Prune only between Nov 1 and Feb 15 to avoid oak-wilt vectors (see warning above). Young bur oaks benefit from light structural pruning to establish a single dominant leader and a balanced scaffold of widely spaced lateral limbs — do not over-prune, and never remove more than 25% of the live canopy in one year. Mature open-grown trees rarely need any pruning beyond removing dead wood.
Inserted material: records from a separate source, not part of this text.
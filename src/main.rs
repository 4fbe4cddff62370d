// SPDX-License-Identifier: MIT
//
// kilo — a small terminal text editor.
//
// This binary wires the two crates together:
//
//   kilo-term   → raw mode, window size, byte input, key decoding, ANSI output
//   kilo-editor → document, cursor, viewport, screen composition, the session
//
// Startup order matters: the file is read before the terminal enters raw
// mode, so an unreadable file is reported on a normal screen. Once the
// `Terminal` guard exists, every exit path (quit, error, panic) restores the
// terminal before anything is printed.
//
// Layout:
//
//   ┌──────────────────────────────┐
//   │ text rows                    │  ← rows - 2
//   ├──────────────────────────────┤
//   │ status bar (INVERSE)         │  ← 1 row
//   ├──────────────────────────────┤
//   │ message bar                  │  ← 1 row
//   └──────────────────────────────┘

use std::fs::OpenOptions;
use std::io;
use std::path::{Path, PathBuf};
use std::process;
use std::sync::Mutex;

use clap::{Parser, ValueEnum};
use tracing::level_filters::LevelFilter;
use tracing::{error, info};
use tracing_subscriber::EnvFilter;

use kilo_editor::config::{Config, SaveMode};
use kilo_editor::document::Document;
use kilo_editor::error::{Error, Result};
use kilo_editor::session::Editor;
use kilo_term::reader::StdinSource;
use kilo_term::terminal::Terminal;

// ─── Command line ───────────────────────────────────────────────────────────

#[derive(Debug, Clone, Copy, PartialEq, Eq, ValueEnum)]
enum CliSaveMode {
    /// Write a temporary file, then rename it over the target.
    Atomic,
    /// Truncate the target and write it in place.
    Truncate,
}

impl From<CliSaveMode> for SaveMode {
    fn from(value: CliSaveMode) -> Self {
        match value {
            CliSaveMode::Atomic => Self::Atomic,
            CliSaveMode::Truncate => Self::Truncate,
        }
    }
}

#[derive(Debug, Parser)]
#[command(name = "kilo", version, about = "A small terminal text editor")]
struct Cli {
    /// File to edit. Without one the editor starts on an empty, unnamed
    /// document.
    file: Option<PathBuf>,

    #[arg(
        long,
        value_enum,
        env = "KILO_SAVE_MODE",
        default_value_t = CliSaveMode::Atomic,
        help = "How saves reach the disk"
    )]
    save_mode: CliSaveMode,

    #[arg(
        long,
        env = "KILO_LOG_FILE",
        help = "Append log lines to this file (filtered by RUST_LOG, default info)"
    )]
    log_file: Option<PathBuf>,
}

impl Cli {
    fn config(&self) -> Config {
        Config {
            save_mode: self.save_mode.into(),
            ..Config::default()
        }
    }
}

// ─── Logging ────────────────────────────────────────────────────────────────

/// Send `tracing` output to `path`. Stdout is the editor screen, so without
/// a log file nothing is installed and events are dropped.
fn init_tracing(path: &Path) -> io::Result<()> {
    let file = OpenOptions::new().create(true).append(true).open(path)?;
    let env_filter = EnvFilter::builder()
        .with_default_directive(LevelFilter::INFO.into())
        .from_env_lossy();

    tracing_subscriber::fmt()
        .with_env_filter(env_filter)
        .with_writer(Mutex::new(file))
        .with_ansi(false)
        .with_target(false)
        .init();
    Ok(())
}

// ─── Entry ──────────────────────────────────────────────────────────────────

fn run(cli: &Cli) -> Result<()> {
    let doc = match &cli.file {
        Some(path) => Document::open(path)?,
        None => Document::new(),
    };

    let mut terminal = Terminal::new();
    terminal.enter()?;

    let mut input = StdinSource::new();
    let size = terminal
        .window_size(&mut input)
        .map_err(Error::WindowSize)?;
    info!(cols = size.cols, rows = size.rows, "terminal ready");

    let mut editor = Editor::new(input, io::stdout().lock(), doc, size, cli.config());
    editor.run()
}

fn main() {
    let cli = Cli::parse();

    if let Some(path) = &cli.log_file {
        if let Err(e) = init_tracing(path) {
            eprintln!("kilo: {}: {e}", path.display());
            process::exit(1);
        }
    }
    info!(version = env!("CARGO_PKG_VERSION"), "starting");

    // `run` owns the terminal guard, so raw mode is already off here.
    if let Err(e) = run(&cli) {
        error!(error = %e, "fatal");
        eprintln!("kilo: {e}");
        process::exit(1);
    }
    info!("exiting");
}

// ─── Tests ──────────────────────────────────────────────────────────────────
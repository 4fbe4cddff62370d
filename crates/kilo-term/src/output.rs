// SPDX-License-Identifier: MIT
//
// Frame output.
//
// The editor never writes to the terminal piecemeal. Each refresh lays the
// whole screen (hide cursor, rows, bars, cursor placement) into an
// `OutputBuffer`, then hands it to the terminal in one `write_all`. A screen
// that arrives in several writes can be seen half-painted.

use std::io::{self, Write};

/// Starting capacity; an 80×24 frame with escapes fits several times over.
const FRAME_CAPACITY: usize = 8 * 1024;

// ─── OutputBuffer ────────────────────────────────────────────────────────────

/// One frame's worth of terminal bytes.
#[derive(Debug, Clone, PartialEq, Eq)]
pub struct OutputBuffer(Vec<u8>);

impl OutputBuffer {
    #[must_use]
    pub fn new() -> Self {
        Self(Vec::with_capacity(FRAME_CAPACITY))
    }

    /// Bytes queued so far.
    #[inline]
    #[must_use]
    pub fn len(&self) -> usize {
        self.0.len()
    }

    #[inline]
    #[must_use]
    pub fn is_empty(&self) -> bool {
        self.0.is_empty()
    }

    /// The queued frame.
    #[inline]
    #[must_use]
    pub fn as_bytes(&self) -> &[u8] {
        &self.0
    }

    #[inline]
    pub fn push_bytes(&mut self, bytes: &[u8]) {
        self.0.extend_from_slice(bytes);
    }

    /// Queue `byte` `n` times.
    #[inline]
    pub fn push_repeat(&mut self, byte: u8, n: usize) {
        self.0.extend(std::iter::repeat_n(byte, n));
    }

    /// Drop the queued bytes, keeping the allocation for the next frame.
    #[inline]
    pub fn clear(&mut self) {
        self.0.clear();
    }

    /// Send the queued frame to `w` as a single `write_all` plus `flush`,
    /// then empty the buffer.
    ///
    /// On failure the frame stays queued.
    ///
    /// # Errors
    ///
    /// Returns the writer's error.
    pub fn flush_to<W: Write + ?Sized>(&mut self, w: &mut W) -> io::Result<()> {
        if self.0.is_empty() {
            return Ok(());
        }
        w.write_all(&self.0)?;
        w.flush()?;
        self.0.clear();
        Ok(())
    }
}

impl Default for OutputBuffer {
    fn default() -> Self {
        Self::new()
    }
}

impl Write for OutputBuffer {
    #[inline]
    fn write(&mut self, bytes: &[u8]) -> io::Result<usize> {
        self.push_bytes(bytes);
        Ok(bytes.len())
    }

    #[inline]
    fn flush(&mut self) -> io::Result<()> {
        Ok(())
    }
}

// ─── Tests ───────────────────────────────────────────────────────────────────

#[cfg(test)]
mod tests {
    use super::*;
    use pretty_assertions::assert_eq;

    /// Records every `write` call separately, and can be told to fail.
    #[derive(Default)]
    struct Terminal {
        writes: Vec<Vec<u8>>,
        flushes: usize,
        broken: bool,
    }

    impl Write for Terminal {
        fn write(&mut self, bytes: &[u8]) -> io::Result<usize> {
            if self.broken {
                return Err(io::Error::new(io::ErrorKind::BrokenPipe, "gone"));
            }
            self.writes.push(bytes.to_vec());
            Ok(bytes.len())
        }

        fn flush(&mut self) -> io::Result<()> {
            self.flushes += 1;
            Ok(())
        }
    }

    #[test]
    fn starts_empty() {
        let out = OutputBuffer::default();
        assert!(out.is_empty());
        assert_eq!(out.len(), 0);
    }

    #[test]
    fn formatted_writes_queue_up() {
        let mut out = OutputBuffer::new();
        write!(out, "\x1b[{};{}H", 3, 7).unwrap();
        out.push_bytes(b"x");
        assert_eq!(out.as_bytes(), b"\x1b[3;7Hx");
    }

    #[test]
    fn repeat_pads() {
        let mut out = OutputBuffer::new();
        out.push_bytes(b"~");
        out.push_repeat(b' ', 4);
        out.push_repeat(b'-', 0);
        out.push_bytes(b"|");
        assert_eq!(out.as_bytes(), b"~    |");
    }

    #[test]
    fn whole_frame_goes_out_in_one_write() {
        let mut out = OutputBuffer::new();
        out.push_bytes(b"\x1b[?25l\x1b[H");
        for _ in 0..3 {
            out.push_bytes(b"~\x1b[K\r\n");
        }
        out.push_bytes(b"\x1b[?25h");

        let mut term = Terminal::default();
        out.flush_to(&mut term).unwrap();

        assert_eq!(term.writes.len(), 1);
        assert_eq!(term.flushes, 1);
        assert_eq!(
            term.writes[0],
            b"\x1b[?25l\x1b[H~\x1b[K\r\n~\x1b[K\r\n~\x1b[K\r\n\x1b[?25h"
        );
        assert!(out.is_empty());
    }

    #[test]
    fn nothing_queued_nothing_written() {
        let mut out = OutputBuffer::new();
        let mut term = Terminal::default();
        out.flush_to(&mut term).unwrap();
        assert!(term.writes.is_empty());
        assert_eq!(term.flushes, 0);
    }

    #[test]
    fn failed_flush_keeps_frame() {
        let mut out = OutputBuffer::new();
        out.push_bytes(b"frame");
        let mut term = Terminal {
            broken: true,
            ..Terminal::default()
        };
        assert!(out.flush_to(&mut term).is_err());
        assert_eq!(out.as_bytes(), b"frame");
    }

    #[test]
    fn clear_between_frames() {
        let mut out = OutputBuffer::new();
        out.push_bytes(b"first");
        out.clear();
        out.push_bytes(b"second");
        assert_eq!(out.as_bytes(), b"second");
    }
}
Bur oak is rarely cultivar-bred — the species is so variable and so often grown from local seed that named selections are uncommon and largely confined to the upper Midwest. The most reliable strategy in NE Oklahoma is to grow from locally collected acorns from a healthy parent tree on a comparable site — you get the regional genetic adaptation built in. Notable named selections include:
| Cultivar / selection | Origin / habit | Distinguishing feature | Notes for Tulsa |
|---|---|---|---|
| 'Cobblestone' | Earl Cully selection · uniform upright | Strong central leader, more upright crown than typical bur oak | Reasonable urban street-tree form; available from larger nurseries. |
| 'Boomer' / 'Streetspire' | Modern narrow-form selections | Narrower crown for tighter spacing | Useful in residential lots that can't accommodate a 70-ft spread. |
| Q. macrocarpa var. oliviformis | Northern variety · smaller acorns | Smaller leaves, smaller acorns, often less corky twigs | Range edge; the typical southern variety is what's normally seen here. |
| ×Quercus bebbiana (bur × white) | Natural hybrid | Intermediate leaf shape, intermediate acorn cup | Encountered occasionally where bur oak and white oak overlap in the eastern Ozarks. |
| 'Heritage' (× Q. robur) | Bur × English oak hybrid | Faster growth, narrower upright crown, mildew-resistant | A nursery-grown urban shade tree; accept that it is not the pure native. |
| Local seed-source seedlings | Acorns from regional parent trees | Full genetic diversity, locally adapted | The recommended choice for permanent NE Oklahoma plantings. |
Bur oak's combination of long life, exceptional wood quality, and edible acorns has made it one of the most useful trees of the central US to both Indigenous and settler cultures.
[ guild · polyculture · cross-layer pairings ]
In a Cross Timbers oak-hickory savanna, bur oak pairs naturally with: chickasaw plum (Prunus angustifolia), cardinal flower (Lobelia cardinalis), eastern gamagrass (Tripsacum dactyloides), shumard oak (Quercus shumardii), fragrant sumac (Rhus aromatica), and joe-pye weed (Eutrochium purpureum).
bur oak works best as a canopy or sub-canopy partner above the herbaceous and shrub layers.